So Jack went in, and found the Babe curled up again in a large chair, close to the fire, working. The month was February, which is equivalent, at Cambridge, to saying that it was raining—cold, sleety, impossible rain. As the exact day of the month was the sixteenth, it followed as a corollary that it had been raining for at least sixteen days, and, as it was leap year, it would continue to rain thirteen more.

“Well?” said the Babe unencouragingly. He had gone to bed early the night before, and the consequent length of the morning made him rather cross.

“Oh nothing. It’s raining, you know. The Sportsman says that Jupiter Pluvius is in the ascendant still.”

“He sends the snow in summer,
He sends the frost in May
To nip the apple-blossoms,
And spoil our games of play,”

quoted the Babe.

“Just so, and he doesn’t neglect to send the rain in February. I’ve just come back from King’s. Reggie’s in a bad temper, almost as bad as you.”

“Why?”

“Weather, chiefly. He says it would be grovelling flattery to call it beastly.”
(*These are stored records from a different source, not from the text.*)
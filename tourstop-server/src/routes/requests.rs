//! Tour request endpoint

use axum::{Json, Router, body::Bytes, extract::State, routing::post};
use chrono::Utc;
use serde::Serialize;

use tourstop_core::intake;
use tourstop_core::request::{RequestForm, RequestLog};

use crate::routes::AppError;
use crate::state::AppState;

pub fn router() -> Router<AppState> {
    Router::new()
        .route("/api/request-stop", post(request_stop))
        .route("/api/request", post(request_stop))
}

#[derive(Serialize)]
pub struct RequestAccepted {
    pub ok: bool,
    pub mailto: String,
}

/// POST /api/request-stop - Validate, store and return the mail handoff.
/// The body is read as JSON whatever its content type; a body that does not
/// parse counts as an empty form.
async fn request_stop(
    State(state): State<AppState>,
    body: Bytes,
) -> Result<Json<RequestAccepted>, AppError> {
    let form: RequestForm = serde_json::from_slice(&body).unwrap_or_else(|e| {
        tracing::debug!(error = %e, "Unreadable request body, treating as empty form");
        RequestForm::default()
    });

    // The log write takes a file lock
    let submission = tokio::task::spawn_blocking(move || {
        let log = RequestLog::new(state.storage());
        intake::submit(&form, &log, &state.config().mail, Utc::now())
    })
    .await??;

    Ok(Json(RequestAccepted {
        ok: true,
        mailto: submission.mailto,
    }))
}
//! The listing widget: the catalog wired to the controls of a host page.
//!
//! Every control of the page is an optional slot. A missing filter input
//! reads as unset, a missing region or toast simply receives nothing.

use std::collections::HashSet;
use std::time::{Duration, Instant};

use chrono::Utc;

use crate::catalog::Catalog;
use crate::config::TourConfig;
use crate::error::{TourError, TourResult};
use crate::event::TourEvent;
use crate::filter::{FilterState, filter};
use crate::intake::{self, Submission};
use crate::invite::{Invite, InviteZone};
use crate::render::{CalendarAction, EventsRegion, RequestAction};
use crate::request::{RequestForm, RequestLog};
use crate::storage::Storage;
use crate::ui::{AnchorAction, MobileMenu, Toast, resolve_anchor};

/// Id of the request form section.
pub const REQUEST_ANCHOR: &str = "request";

pub const SUBMITTED_MESSAGE: &str = "Thanks! Opening your email client…";

/// Controls provided by the host page.
#[derive(Debug, Clone, Default)]
pub struct Page {
    pub search: Option<String>,
    pub state: Option<String>,
    pub month: Option<String>,
    pub events: Option<EventsRegion>,
    pub toast: Option<Toast>,
    pub menu: Option<MobileMenu>,
    pub form: Option<RequestForm>,
    /// Element ids in-page links can scroll to
    pub anchors: HashSet<String>,
}

impl Page {
    /// A page with every slot present and empty.
    pub fn full() -> Self {
        Page {
            search: Some(String::new()),
            state: Some(String::new()),
            month: Some(String::new()),
            events: Some(EventsRegion::default()),
            toast: Some(Toast::default()),
            menu: Some(MobileMenu::default()),
            form: Some(RequestForm::default()),
            anchors: ["schedule", REQUEST_ANCHOR].into_iter().map(String::from).collect(),
        }
    }

    /// Current filter, read from the input slots.
    pub fn filter_state(&self) -> FilterState {
        FilterState::from_inputs(
            self.search.as_deref(),
            self.state.as_deref(),
            self.month.as_deref(),
        )
    }

    pub fn has_anchor(&self, id: &str) -> bool {
        self.anchors.contains(id)
    }
}

pub struct Widget<'a> {
    catalog: &'a Catalog,
    storage: &'a dyn Storage,
    config: &'a TourConfig,
    pub page: Page,
}

impl<'a> Widget<'a> {
    pub fn new(catalog: &'a Catalog, page: Page, storage: &'a dyn Storage, config: &'a TourConfig) -> Self {
        let mut page = page;
        if let Some(toast) = page.toast.as_mut() {
            *toast = Toast::new(Duration::from_millis(config.toast_ms));
        }

        Widget {
            catalog,
            storage,
            config,
            page,
        }
    }

    /// Filter the catalog with the current inputs and re-render the events
    /// region.
    pub fn apply_filters(&mut self) -> Vec<&'a TourEvent> {
        let state = self.page.filter_state();
        let list = filter(self.catalog, &state);

        tracing::debug!(?state, shown = list.len(), "Applied filters");
        if let Some(region) = self.page.events.as_mut() {
            region.replace(&list);
        }
        list
    }

    /// Reset every present filter input and re-apply.
    pub fn clear_filters(&mut self) -> Vec<&'a TourEvent> {
        for slot in [&mut self.page.search, &mut self.page.state, &mut self.page.month] {
            if let Some(value) = slot.as_mut() {
                value.clear();
            }
        }
        self.apply_filters()
    }

    /// Copy a card's location into the request form and move to it.
    pub fn prefill(&mut self, action: &RequestAction) -> AnchorAction {
        if let Some(form) = self.page.form.as_mut() {
            form.university = action.university.clone();
            form.city_state = action.city_state.clone();
        }
        self.click_anchor(&format!("#{}", REQUEST_ANCHOR))
    }

    pub fn click_anchor(&self, href: &str) -> AnchorAction {
        resolve_anchor(href, |id| self.page.has_anchor(id))
    }

    /// Toggle the mobile menu, returning its new state if the page has one.
    pub fn toggle_menu(&mut self) -> Option<bool> {
        self.page.menu.as_mut().map(MobileMenu::toggle)
    }

    /// Build the invite behind a card's calendar control.
    pub fn export_invite(&mut self, action: &CalendarAction, now: Instant) -> TourResult<Invite> {
        let result = InviteZone::from_config(self.config.timezone.as_deref())
            .and_then(|zone| Invite::for_zone(&action.title, &action.date, zone, &self.config.invite));

        if let Err(e) = &result {
            tracing::warn!(error = %e, title = %action.title, "Calendar export failed");
            self.toast(e.to_string(), now);
        }
        result
    }

    /// Submit the request form: validate, store, hand off to mail.
    pub fn submit_request(&mut self, now: Instant) -> TourResult<Submission> {
        let form = self.page.form.clone().unwrap_or_default();
        let log = RequestLog::new(self.storage);

        match intake::submit(&form, &log, &self.config.mail, Utc::now()) {
            Ok(submission) => {
                self.toast(SUBMITTED_MESSAGE, now);
                if let Some(form) = self.page.form.as_mut() {
                    form.clear();
                }
                Ok(submission)
            }
            Err(e) => {
                if !matches!(e, TourError::MissingFields(_)) {
                    tracing::error!(error = %e, "Request submission failed");
                }
                self.toast(e.to_string(), now);
                Err(e)
            }
        }
    }

    fn toast(&mut self, message: impl Into<String>, now: Instant) {
        if let Some(toast) = self.page.toast.as_mut() {
            toast.show(message, now);
        }
    }
}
“Reggie is given to making truisms,” said the Babe turning over the page. “Jack, I wish you’d go away. I want to work. Besides, you’re so devilish cheerful, and I’m not.”

“Sorry to hear it. Oh, yes, and Reggie told me to remind you that you are playing tennis with him at twelve. He’s got the New Court.”
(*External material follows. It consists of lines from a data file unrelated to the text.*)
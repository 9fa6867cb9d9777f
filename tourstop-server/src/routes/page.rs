//! The tour listing page

use std::time::Instant;

use axum::{
    Form, Router,
    extract::{Query, State},
    response::Html,
    routing::{get, post},
};
use serde::Deserialize;

use tourstop_core::render::{RequestAction, html_escape};
use tourstop_core::request::RequestForm;
use tourstop_core::widget::{Page, Widget};

use crate::routes::AppError;
use crate::state::AppState;

pub fn router() -> Router<AppState> {
    Router::new()
        .route("/", get(index))
        .route("/request", post(submit_form))
}

#[derive(Deserialize, Default)]
pub struct PageQuery {
    pub q: Option<String>,
    pub state: Option<String>,
    pub month: Option<String>,
    /// Prefill from a card's "Request us here" link
    pub university: Option<String>,
    pub city_state: Option<String>,
}

/// GET / - Filtered cards plus the request form
async fn index(State(state): State<AppState>, Query(query): Query<PageQuery>) -> Html<String> {
    let mut page = Page::full();
    page.search = query.q.or(page.search);
    page.state = query.state.or(page.state);
    page.month = query.month.or(page.month);

    let mut widget = Widget::new(state.catalog(), page, state.storage(), state.config());
    widget.apply_filters();

    if let Some(university) = query.university {
        widget.prefill(&RequestAction {
            university,
            city_state: query.city_state.unwrap_or_default(),
        });
    }

    Html(render_page(&state, &widget.page, None))
}

/// POST /request - Form submission; answers with the page, a toast and the
/// mail handoff link
async fn submit_form(
    State(state): State<AppState>,
    Form(form): Form<RequestForm>,
) -> Result<Html<String>, AppError> {
    let html = tokio::task::spawn_blocking(move || {
        let mut page = Page::full();
        page.form = Some(form);

        let mut widget = Widget::new(state.catalog(), page, state.storage(), state.config());
        widget.apply_filters();
        let mailto = widget.submit_request(Instant::now()).ok().map(|s| s.mailto);

        render_page(&state, &widget.page, mailto.as_deref())
    })
    .await?;

    Ok(Html(html))
}

fn render_page(state: &AppState, page: &Page, mailto: Option<&str>) -> String {
    let catalog = state.catalog();
    let search = page.search.as_deref().unwrap_or_default();
    let selected_state = page.state.as_deref().unwrap_or_default();
    let selected_month = page.month.as_deref().unwrap_or_default();

    let mut state_options = String::from("<option value=\"\">All states</option>");
    for code in catalog.states() {
        let selected = if code == selected_state { " selected" } else { "" };
        state_options.push_str(&format!("<option value=\"{0}\"{1}>{0}</option>", html_escape(code), selected));
    }

    let mut month_options = String::from("<option value=\"\">Any month</option>");
    for m in 1u8..=12 {
        let name = chrono::Month::try_from(m).map(|m| m.name()).unwrap_or_default();
        let selected = if selected_month == m.to_string() { " selected" } else { "" };
        month_options.push_str(&format!("<option value=\"{}\"{}>{}</option>", m, selected, name));
    }

    let events = page
        .events
        .as_ref()
        .map(|region| region.content().to_html("/events"))
        .unwrap_or_default();

    let form = page.form.clone().unwrap_or_default();
    let now = Instant::now();
    let toast = page
        .toast
        .as_ref()
        .filter(|t| t.is_visible(now))
        .map(|t| format!("<div id=\"toast\" class=\"toast show\">{}</div>", html_escape(t.message())))
        .unwrap_or_else(|| "<div id=\"toast\" class=\"toast\"></div>".to_string());
    let handoff = mailto
        .map(|uri| {
            format!(
                "<p class=\"note\"><a class=\"btn\" href=\"{}\">Open email</a></p>",
                html_escape(uri)
            )
        })
        .unwrap_or_default();
    let expanded = page.menu.as_ref().map(|m| m.aria_expanded()).unwrap_or("false");

    format!(
        r##"<!doctype html>
<html lang="en">
<head>
<meta charset="utf-8">
<meta name="viewport" content="width=device-width, initial-scale=1">
<title>University Swings | Campus Tour</title>
</head>
<body>
<header>
  <a class="brand" href="/">University Swings</a>
  <button class="mobile-toggle" aria-controls="mobileMenu" aria-expanded="{expanded}">Menu</button>
  <nav id="mobileMenu"><a href="#schedule">Schedule</a> <a href="#request">Request a stop</a></nav>
</header>
<main>
<section id="schedule">
  <h2>Tour schedule</h2>
  <form class="filters" method="get" action="/">
    <input id="search" name="q" type="search" placeholder="Search university or city" value="{search}">
    <select id="state" name="state">{state_options}</select>
    <select id="month" name="month">{month_options}</select>
    <button type="submit">Filter</button>
    <a id="clearFilters" href="/">Clear</a>
  </form>
  <div id="events">
{events}  </div>
</section>
<section id="request">
  <h2>Request a tour stop</h2>
  <form id="requestForm" method="post" action="/request">
    <input id="rName" name="name" placeholder="Name" value="{name}">
    <input id="rEmail" name="email" type="email" placeholder="Email" value="{email}">
    <input id="rUniversity" name="university" placeholder="University" value="{university}">
    <input id="rCityState" name="cityState" placeholder="City, State" value="{city_state}">
    <input id="rWindow" name="window" placeholder="Preferred window" value="{window}">
    <textarea id="rMessage" name="message" placeholder="Message">{message}</textarea>
    <button type="submit">Send request</button>
  </form>
  {handoff}
</section>
</main>
{toast}
</body>
</html>
"##,
        expanded = expanded,
        search = html_escape(search),
        state_options = state_options,
        month_options = month_options,
        events = events,
        name = html_escape(&form.name),
        email = html_escape(&form.email),
        university = html_escape(&form.university),
        city_state = html_escape(&form.city_state),
        window = html_escape(&form.window),
        message = html_escape(&form.message),
        handoff = handoff,
        toast = toast,
    )
}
The Babe brightened up: there was an hour less of morning.

“Hurrah! that will suit me excellently. Many thanks, and please go away. Good-bye.”

Stewart confessed that the Babe had surprised him. Most people who knew the Babe were never surprised at him, because they always expected him to do something unexpected. But no one had ever supposed that he would do anything so unexpected as to work steadily every day. It would not have been so surprising if he had worked twelve hours a day twice a week, but that he should work four hours every day, upset all preconceived ideas about him. He had done so for a full month, and really there seemed no reason now why he should stop. He got up before nine, and he worked from ten till one: at one he would be himself again till six, but he would work from six till seven. Stewart considered this exhibition as a striking imitation by Nature of Mr. R. L. Stevenson’s Jekyll and Hyde: he had not clearly realised before that the Babe had a dual nature. Just now he considered Hyde to be painfully predominant, for that the Babe should cease being absurd for four hours a day seemed to him a sacrifice of the best possibilities of his nature.
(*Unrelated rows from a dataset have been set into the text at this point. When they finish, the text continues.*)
//! Terminal rendering for tourstop types.
//!
//! Extension traits that add colored output to tourstop-core types using
//! owo_colors.

use owo_colors::OwoColorize;
use tourstop_core::render::{Card, Rendered};
use tourstop_core::request::TourRequest;

pub trait Render {
    fn render(&self) -> String;
}

impl Render for Card {
    fn render(&self) -> String {
        let mut lines = Vec::new();
        lines.push(format!(
            "{} {}",
            self.university.bold(),
            format!("[{}]", self.badge).cyan()
        ));
        lines.push(format!("   {} • {}", self.date_label, self.location).dimmed().to_string());
        lines.push(format!(
            "   {} {}",
            "add to calendar:".dimmed(),
            format!("tourstop invite {}", self.calendar.event_id).green()
        ));
        lines.join("\n")
    }
}

impl Render for Rendered {
    fn render(&self) -> String {
        match self {
            Rendered::Empty { message } => message.dimmed().to_string(),
            Rendered::Cards { cards } => cards
                .iter()
                .map(Render::render)
                .collect::<Vec<_>>()
                .join("\n\n"),
        }
    }
}

impl Render for TourRequest {
    fn render(&self) -> String {
        let when = self
            .captured_at()
            .map(|t| t.with_timezone(&chrono::Local).format("%b %-d, %Y %H:%M").to_string())
            .unwrap_or_else(|| "unknown time".to_string());

        let mut line = format!("{} {} <{}>", when.dimmed(), self.name.bold(), self.email);
        line.push_str(&format!("\n   {}", self.university));
        if !self.city_state.is_empty() {
            line.push_str(&format!(" ({})", self.city_state));
        }
        if !self.window.is_empty() {
            line.push_str(&format!("\n   {} {}", "window:".dimmed(), self.window));
        }
        if !self.message.is_empty() {
            line.push_str(&format!("\n   {} {}", "message:".dimmed(), self.message));
        }
        line
    }
}
//! Address decoder behavior through the CPU-facing access paths.

use machine_amiga::Amiga;

fn rom_image() -> Vec<u8> {
    let mut rom = vec![0u8; 256 * 1024];
    // Reset vectors: SSP = $00040000, PC = $F800D2.
    rom[0..4].copy_from_slice(&0x0004_0000u32.to_be_bytes());
    rom[4..8].copy_from_slice(&0x00F8_00D2u32.to_be_bytes());
    rom
}

fn powered_machine() -> Amiga {
    let mut amiga = Amiga::new();
    amiga.load_rom(&rom_image());
    amiga.power_on().expect("power on");
    amiga
}

#[test]
fn reset_overlay_mirrors_rom_at_address_zero() {
    let amiga = powered_machine();
    amiga.with_core(|core| {
        assert_eq!(core.bus.peek16(0x00_0000), 0x0004);
        assert_eq!(core.bus.peek16(0x00_0004), 0x00F8);
        assert_eq!(core.bus.peek16(0xF8_0004), 0x00F8);
    });
}

#[test]
fn clearing_ovl_uncovers_chip_ram() {
    let amiga = powered_machine();
    amiga.with_core(|core| {
        // Writes land in chip RAM even while the overlay covers reads.
        core.bus.poke16(0x00_0000, 0xCAFE);
        assert_eq!(core.bus.peek16(0x00_0000), 0x0004, "overlay still active");

        // CIA-A port A bit 0 drives OVL: make it an output, pull it low.
        core.bus.poke8(0xBFE201, 0x03); // DDRA
        core.bus.poke8(0xBFE001, 0x00); // PRA, OVL = 0
        assert_eq!(core.bus.peek16(0x00_0000), 0xCAFE);

        // Raising the line again restores the mirror.
        core.bus.poke8(0xBFE001, 0x01);
        assert_eq!(core.bus.peek16(0x00_0000), 0x0004);
    });
}

#[test]
fn mapped_pages_read_stably_outside_side_effect_windows() {
    let amiga = powered_machine();
    amiga.with_core(|core| {
        core.bus.poke16(0x01_2344, 0xBEEF);
        let first = core.bus.peek16(0x01_2344);
        let second = core.bus.peek16(0x01_2344);
        assert_eq!(first, 0xBEEF);
        assert_eq!(first, second);

        let rom1 = core.bus.peek16(0xF8_1000);
        let rom2 = core.bus.peek16(0xF8_1000);
        assert_eq!(rom1, rom2);
    });
}

#[test]
fn chip_accesses_consume_bus_slots() {
    let amiga = powered_machine();
    amiga.with_core(|core| {
        let before = core.bus.agnus.clock;
        core.bus.peek16(0x00_1000);
        assert!(
            core.bus.agnus.clock >= before,
            "chip access synchronizes Agnus"
        );
        let h = core.bus.agnus.pos.h as usize;
        assert_eq!(
            core.bus.agnus.bus_owner[h],
            machine_amiga::agnus::BusOwner::Cpu
        );
    });
}

#[test]
fn fast_ram_reads_skip_the_chip_bus() {
    let mut amiga = Amiga::new();
    amiga
        .configure(machine_amiga::ConfigOption::FastRam, 512)
        .unwrap();
    amiga.load_rom(&rom_image());
    amiga.power_on().expect("power on");
    amiga.with_core(|core| {
        core.bus.poke16(0x20_0010, 0x1234);
        let clock_before = core.bus.agnus.clock;
        assert_eq!(core.bus.peek16(0x20_0010), 0x1234);
        assert_eq!(
            core.bus.agnus.clock, clock_before,
            "fast RAM must not arbitrate for the chip bus"
        );
    });
}

#[test]
fn odd_word_access_clears_a0_and_proceeds() {
    let amiga = powered_machine();
    amiga.with_core(|core| {
        core.bus.poke16(0x00_2000, 0xABCD);
        assert_eq!(core.bus.peek16(0x00_2001), 0xABCD);
    });
}

#[test]
fn faulty_custom_read_returns_bus_residue_pattern() {
    let amiga = powered_machine();
    amiga.with_core(|core| {
        // BLTCON0 is write-only; reading it must not crash and yields
        // open-bus style data.
        let value = core.bus.peek16(0xDF_F040);
        // No DMA on this slot: open bus reads as all ones.
        assert_eq!(value, 0xFFFF);
    });
}

#[test]
fn spypeek_is_side_effect_free() {
    let amiga = powered_machine();
    amiga.with_core(|core| {
        let clock = core.bus.agnus.clock;
        let a = core.bus.spypeek16(0x00_0000);
        let b = core.bus.spypeek16(0x00_0000);
        assert_eq!(a, b);
        assert_eq!(core.bus.agnus.clock, clock, "no bus traffic");
    });
}
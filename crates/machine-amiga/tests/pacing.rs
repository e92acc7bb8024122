//! Wall-clock pacing behavior of the worker thread.

use std::time::{Duration, Instant};

use machine_amiga::Amiga;

fn rom_image() -> Vec<u8> {
    let mut rom = vec![0u8; 256 * 1024];
    rom[0..4].copy_from_slice(&0x0004_0000u32.to_be_bytes());
    rom[4..8].copy_from_slice(&0x00F8_0008u32.to_be_bytes());
    rom
}

fn frames_after(amiga: &Amiga, duration: Duration) -> i64 {
    std::thread::sleep(duration);
    amiga.get_info().amiga.frame
}

#[test]
fn paced_run_tracks_fifty_hertz() {
    let mut amiga = Amiga::new();
    amiga.load_rom(&rom_image());
    amiga.power_on().expect("power on");
    amiga.run();

    let start = Instant::now();
    let frames = frames_after(&amiga, Duration::from_millis(400));
    let elapsed = start.elapsed().as_secs_f64();
    amiga.pause();

    // 50 Hz PAL: allow generous slack for a loaded test host, but a
    // paced emulator must not run far ahead of the wall clock.
    let expected = elapsed * 50.0;
    assert!(
        (frames as f64) <= expected * 1.5 + 5.0,
        "paced run produced {frames} frames in {elapsed:.2}s"
    );
    assert!(frames >= 2, "emulation made visible progress");
}

#[test]
fn warp_ignores_the_wall_clock() {
    let mut amiga = Amiga::new();
    amiga.load_rom(&rom_image());
    amiga.power_on().expect("power on");
    amiga.set_warp(true);
    amiga.run();

    let frames = frames_after(&amiga, Duration::from_millis(400));
    amiga.pause();

    // Warp never sleeps, so progress is bounded by host speed alone; on
    // a slow host this still has to make some headway.
    assert!(frames >= 1, "warp run made progress (got {frames} frames)");
    assert!(!amiga.is_running());
}
//! Randomized laws over the scheduler, the minterm circuit and the
//! interrupt logic.

use machine_amiga::agnus::blitter::{minterm, minterm_fast};
use machine_amiga::commodore_paula_8364::Paula8364;
use machine_amiga::scheduler::{EventId, EventScheduler, Slot, ALL_SLOTS};
use machine_amiga::NEVER;

use proptest::prelude::*;

proptest! {
    /// The micro-engine's logic circuit equals the naive reference for
    /// every minterm code.
    #[test]
    fn minterm_fast_equals_reference(a in any::<u16>(), b in any::<u16>(), c in any::<u16>()) {
        for code in 0..=255u8 {
            prop_assert_eq!(minterm_fast(a, b, c, code), minterm(a, b, c, code));
        }
    }

    /// The posted interrupt level is zero exactly when nothing is both
    /// pending and enabled, and otherwise matches the group of the
    /// highest qualifying bit.
    #[test]
    fn interrupt_level_matches_priority_groups(req in any::<u16>(), ena in any::<u16>()) {
        let level = Paula8364::level(req, ena);
        let masked = req & ena & 0x7FFF;
        prop_assert_eq!(level == 0, masked == 0);
        if masked != 0 {
            let highest = 15 - masked.leading_zeros();
            let expected = match highest {
                13..=14 => 6,
                11..=12 => 5,
                7..=10 => 4,
                4..=6 => 3,
                3 => 2,
                _ => 1,
            };
            prop_assert_eq!(level, expected);
        }
    }

    /// INTREQ set-then-clear leaves exactly the previous bits minus the
    /// written ones.
    #[test]
    fn intreq_set_clear_roundtrip(prev in 0u16..0x8000, bits in 0u16..0x8000) {
        let mut paula = Paula8364::new();
        paula.poke_intreq(0x8000 | prev);
        paula.poke_intreq(0x8000 | bits);
        paula.poke_intreq(bits);
        assert_eq!(paula.peek_intreq_r(), prev & !bits);
    }

    /// Every relative schedule produces exactly one service at
    /// `clock + delta`, and service times never decrease.
    #[test]
    fn scheduler_services_each_event_once_in_order(
        deltas in proptest::collection::vec(1i64..10_000, 1..8)
    ) {
        let mut sched = EventScheduler::new();
        let clock0 = 12_345i64;
        let slots = [Slot::Reg, Slot::CiaA, Slot::CiaB, Slot::Bpl, Slot::Das, Slot::Cop, Slot::Blt, Slot::Kbd];
        let mut expected: Vec<(i64, usize)> = Vec::new();
        for (i, &delta) in deltas.iter().enumerate() {
            sched.schedule_rel(slots[i], clock0, delta, EventId::RegChange, 0);
            expected.push((clock0 + delta, slots[i] as usize));
        }
        expected.sort();

        let mut serviced = Vec::new();
        let mut last_trigger = i64::MIN;
        while let Some(slot) = sched.due_slot(clock0 + 10_000) {
            let trigger = sched.slot[slot as usize].trigger;
            prop_assert!(trigger >= last_trigger, "service times must not decrease");
            last_trigger = trigger;
            serviced.push((trigger, slot as usize));
            sched.cancel(slot);
        }
        prop_assert_eq!(serviced, expected);
    }
}

#[test]
fn cancel_empties_every_slot() {
    let mut sched = EventScheduler::new();
    for slot in ALL_SLOTS {
        sched.schedule_abs(slot, 100, EventId::RegChange, 0);
    }
    for slot in ALL_SLOTS {
        sched.cancel(slot);
    }
    assert_eq!(sched.next_trigger(), NEVER);
    assert_eq!(sched.due_slot(i64::MAX - 1), None);
}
But the Babe, like Mr. Gladstone in one thing more, threw off all thoughts of such matters, except during work hours, and having determined to put in an extra hour in the afternoon, to make up for tennis in the morning, he trotted off through the dripping, drizzling rain to the tennis court in the best of spirits.

He went back to lunch with Reggie in King’s Hall and as, contrary to all precedent, the rain had stopped, they went for a walk afterwards round two or three football grounds, to see what was going on, and give Mr. Sykes an airing. Scratch games seemed the order of the day, and they “took situations” on outside wings opposite each other for a few minutes in the game on the King’s ground, until Reggie charged the Babe and knocked him down, after which they retired, dirty, but invigorated. Then they turned into the tennis court again for a while, and so by Burrell’s Walk across the town bridge, and back into Trinity Street, looked in at the shop windows, which are perhaps less alluring than any others in the kingdom, and admired the preparations for diverting the sewerage of the town from the Cam.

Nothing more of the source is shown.